Rais was learning the tradecraft of the public speaker: how to customize his speeches to be funny for high schoolers, logical and evidence-based for college students, inspiring and hopeful for old people. He had learned to handle Q&A sessions and the pressure of riffing on hot-button topics he knew little about. But his
multitasking and feverish scheduling seemed to be levying a toll on his health.

The previous November, he had been speaking at SMU, in the student forum, when he went, as he put it, “from standing to boom.” He collapsed flat on the floor midspeech. An ambulance fetched him, and an electrocardiogram found ominous news: his heart seemed to have an extra, irregular beat amid the lub-dub-lub-dub. The doctors said it wasn’t anything to be excessively concerned about, so long as he ate healthily and slept eight hours every night, which was between double and quadruple what he was currently doing.

This time at Linda’s presented an opportunity: some days away from Dallas, a chance to get more than the usual amount of sleep. Linda, a cheerful bear of a woman, kindhearted and sharp, had taken to calling herself Rais’s American mother, to which he readily assented. Their distinct stories of reinvention perhaps created a natural affinity. You could trace Linda’s back at least to New York, where she was once a schoolteacher. Dissatisfied with the benefits and retirement plan, and needing to be closer to relatives, she returned to Connecticut, where she had grown up. She taught English and desktop publishing and journalism, among other things. As she approached retirement, she figured out that if she had just twelve more graduate-level university credits, to achieve a master’s degree, she would exit at a higher rank and command a fatter pension. That was what led her to Wesleyan, to which she came for mercenary purposes, but with whose rhythms she quickly fell in love. She wrote a play about Rais, called
An Eye for an Eye
, as part of her coursework, and, to her great surprise, it won the university’s prestigious Rulewater Prize.

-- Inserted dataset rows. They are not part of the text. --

//! Webinar storage operations

use chrono::{DateTime, Utc};
use rusqlite::{params, Connection};
use tracing::instrument;
use uuid::Uuid;

use super::parse::{parse_datetime, parse_uuid, OptionalExt};
use crate::error::{Error, Result};
use crate::models::{Schedule, Webinar};
use crate::projector::{classify, WindowState};

pub struct WebinarStore<'a> {
    conn: &'a Connection,
}

impl<'a> WebinarStore<'a> {
    pub fn new(conn: &'a Connection) -> Self {
        Self { conn }
    }

    /// Create a new webinar
    #[instrument(skip(self, webinar), fields(slug = %webinar.slug))]
    pub fn create(&self, webinar: &Webinar) -> Result<()> {
        webinar.schedule.validate()?;
        self.conn.execute(
            "INSERT INTO webinars (id, slug, title, description, owner_id, created_at, start_time, end_time, video_url, is_active)
             VALUES (?1, ?2, ?3, ?4, ?5, ?6, ?7, ?8, ?9, ?10)",
            params![
                webinar.id.to_string(),
                webinar.slug,
                webinar.title,
                webinar.description,
                webinar.owner_id.to_string(),
                webinar.created_at.to_rfc3339(),
                webinar.schedule.start_time.to_rfc3339(),
                webinar.schedule.end_time.to_rfc3339(),
                webinar.video_url,
                webinar.is_active as i32,
            ],
        )?;
        Ok(())
    }

    /// Find webinar by ID
    #[instrument(skip(self))]
    pub fn find_by_id(&self, id: Uuid) -> Result<Option<Webinar>> {
        let mut stmt = self.conn.prepare(
            "SELECT id, slug, title, description, owner_id, created_at, start_time, end_time, video_url, is_active
             FROM webinars WHERE id = ?1",
        )?;

        let webinar = stmt
            .query_row(params![id.to_string()], Self::map_webinar)
            .optional()?;

        Ok(webinar)
    }

    /// Find webinar by slug
    #[instrument(skip(self))]
    pub fn find_by_slug(&self, slug: &str) -> Result<Option<Webinar>> {
        let mut stmt = self.conn.prepare(
            "SELECT id, slug, title, description, owner_id, created_at, start_time, end_time, video_url, is_active
             FROM webinars WHERE slug = ?1",
        )?;

        let webinar = stmt
            .query_row(params![slug], Self::map_webinar)
            .optional()?;

        Ok(webinar)
    }

    /// List webinars owned by a user, newest first
    #[instrument(skip(self))]
    pub fn list_for_owner(&self, owner_id: Uuid) -> Result<Vec<Webinar>> {
        let mut stmt = self.conn.prepare(
            "SELECT id, slug, title, description, owner_id, created_at, start_time, end_time, video_url, is_active
             FROM webinars WHERE owner_id = ?1
             ORDER BY created_at DESC",
        )?;

        let webinars = stmt
            .query_map(params![owner_id.to_string()], Self::map_webinar)?
            .collect::<std::result::Result<Vec<_>, _>>()?;

        Ok(webinars)
    }

    fn map_webinar(row: &rusqlite::Row<'_>) -> rusqlite::Result<Webinar> {
        Ok(Webinar {
            id: parse_uuid(&row.get::<_, String>(0)?)?,
            slug: row.get(1)?,
            title: row.get(2)?,
            description: row.get(3)?,
            owner_id: parse_uuid(&row.get::<_, String>(4)?)?,
            created_at: parse_datetime(&row.get::<_, String>(5)?)?,
            schedule: Schedule {
                start_time: parse_datetime(&row.get::<_, String>(6)?)?,
                end_time: parse_datetime(&row.get::<_, String>(7)?)?,
            },
            video_url: row.get(8)?,
            is_active: row.get::<_, i32>(9)? != 0,
        })
    }

    /// Update webinar metadata. The schedule is deliberately excluded;
    /// use [`WebinarStore::reschedule`].
    #[instrument(skip(self, webinar), fields(webinar_id = %webinar.id))]
    pub fn update(&self, webinar: &Webinar) -> Result<()> {
        self.conn.execute(
            "UPDATE webinars SET slug = ?1, title = ?2, description = ?3, video_url = ?4, is_active = ?5
             WHERE id = ?6",
            params![
                webinar.slug,
                webinar.title,
                webinar.description,
                webinar.video_url,
                webinar.is_active as i32,
                webinar.id.to_string(),
            ],
        )?;
        Ok(())
    }

    /// Replace the schedule of an upcoming webinar.
    ///
    /// Once the stored window is Live or Ended the schedule is locked: a
    /// running session projects everything from the start time, and editing
    /// it mid-session would silently rewrite what viewers see.
    #[instrument(skip(self, schedule))]
    pub fn reschedule(&self, webinar_id: Uuid, schedule: Schedule, now: DateTime<Utc>) -> Result<()> {
        schedule.validate()?;

        let current = self
            .find_by_id(webinar_id)?
            .ok_or_else(|| Error::NotFound(format!("Webinar {}", webinar_id)))?;

        match classify(now, &current.schedule) {
            WindowState::Upcoming => {}
            state => {
                return Err(Error::InvalidOperation(format!(
                    "Cannot reschedule webinar {}: window is {:?}",
                    webinar_id, state
                )));
            }
        }

        self.conn.execute(
            "UPDATE webinars SET start_time = ?1, end_time = ?2 WHERE id = ?3",
            params![
                schedule.start_time.to_rfc3339(),
                schedule.end_time.to_rfc3339(),
                webinar_id.to_string(),
            ],
        )?;
        Ok(())
    }

    /// Delete a webinar; the script cascades
    #[instrument(skip(self))]
    pub fn delete(&self, webinar_id: Uuid) -> Result<()> {
        self.conn.execute(
            "DELETE FROM webinars WHERE id = ?1",
            params![webinar_id.to_string()],
        )?;
        Ok(())
    }
}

Her husband, Dick, was also once a teacher. He had, in retirement, remade himself as a wedding and family photographer, with an elaborate studio overflowing with cameras and lights just off the kitchen; now, proud as ever of his “famous Napoletano omelets,” he was flirting with the notion of setting up a bed and breakfast in their house.

The Napoletanos belonged, in a way, to the same America as Rais:
the country whose governing faith is reinvention, the country that sees its essential trait as an ethic, not an identity. They were an older Christian white couple out in central Connecticut; Rais was a younger Muslim brown bachelor from Dallas. But they saw in him a devoted striving and a small, gentle greatness and a habit of defying odds that seemed to them profoundly American, and they wanted the country to possess these traits long after they were gone. Rais offered a chance to keep their America alive.